THE SIALYLTRANSFERASE SIALYLMOTIF PARTICIPATES IN BINDING THE DONOR SUBSTRATE CMP-NEUAC

All members of the sialyltransferase gene family cloned to date contain a conserved region, the ''sialyl-motif,'' consisting of 48-49 amino acids in the center of the coding sequence. To investigate the function of this motif, mutant constructs of the Gal beta 1,4GlcNAc alpha 2,6-sialyltransferase were designed by site directed mutagenesis, replacing 11 individual conserved amino acids with alanine. Each of the mutants was expressed in COS-1 cells, and eight of these retained sialyltransferase activity, allowing comparison of their enzymatic properties with that of the wild type enzyme. Kinetic analysis showed that six of eight mutants had a 3-12-fold higher K-m for the donor substrate CMP-NeuAc relative to the wild type enzyme, while the K-m values for the acceptor substrate were within 0.5-1.2-fold of the wild type for all eight mutants evaluated.
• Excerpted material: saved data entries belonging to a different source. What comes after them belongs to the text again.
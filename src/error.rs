// Copyright 2026, Jeroen van Erp <jeroen@geeko.me>
// SPDX-License-Identifier: Apache-2.0
use kube::error::ErrorResponse;
use thiserror::Error;

#[derive(Error, Debug)]
pub enum ReflectorError {
    #[error("Object not found: {0}")]
    NotFound(String),

    #[error("Object already exists: {0}")]
    AlreadyExists(String),

    #[error("Conflict: {0}")]
    Conflict(String),

    #[error("Transient error: {0}")]
    Transient(String),

    #[error("Fatal error: {0}")]
    Fatal(String),
}

impl ReflectorError {
    /// Whether the dispatch layer should run the pass again later.
    /// Only `Fatal` errors are terminal.
    pub fn is_retryable(&self) -> bool {
        !matches!(self, ReflectorError::Fatal(_))
    }

    pub fn is_not_found(&self) -> bool {
        matches!(self, ReflectorError::NotFound(_))
    }

    pub fn is_conflict(&self) -> bool {
        matches!(self, ReflectorError::Conflict(_))
    }

    /// Create and update races that another pass already won
    pub fn is_benign_create_race(&self) -> bool {
        matches!(
            self,
            ReflectorError::AlreadyExists(_) | ReflectorError::Conflict(_)
        )
    }
}

impl From<kube::Error> for ReflectorError {
    fn from(err: kube::Error) -> Self {
        match err {
            kube::Error::Api(response) => from_error_response(response),
            kube::Error::SerdeError(e) => ReflectorError::Fatal(format!("serialization: {}", e)),
            kube::Error::BuildRequest(e) => ReflectorError::Fatal(format!("bad request: {}", e)),
            other => ReflectorError::Transient(other.to_string()),
        }
    }
}

fn from_error_response(response: ErrorResponse) -> ReflectorError {
    let message = response.message;
    match (response.code, response.reason.as_str()) {
        (404, _) => ReflectorError::NotFound(message),
        (409, "AlreadyExists") => ReflectorError::AlreadyExists(message),
        (409, _) => ReflectorError::Conflict(message),
        (429, _) => ReflectorError::Transient(message),
        (code, _) if code >= 500 => ReflectorError::Transient(message),
        _ => ReflectorError::Fatal(message),
    }
}

pub type Result<T> = std::result::Result<T, ReflectorError>;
The K-i of the donor substrate analog CDP was also evaluated for the recombinant sialyltransferase with the Val to Ala mutation at residue 220, which produced a 6-fold increase in K-m of CMP-NeuAc. A corresponding increase in K-i of 3.4-fold was observed for CDP, indicating a decreased affinity for the cytidine nucleotide. Taken together, these results suggest that the conserved sialylmotif in the sialyltransferase gene family participates in the binding of the common donor substrate, CMP-NeuAc.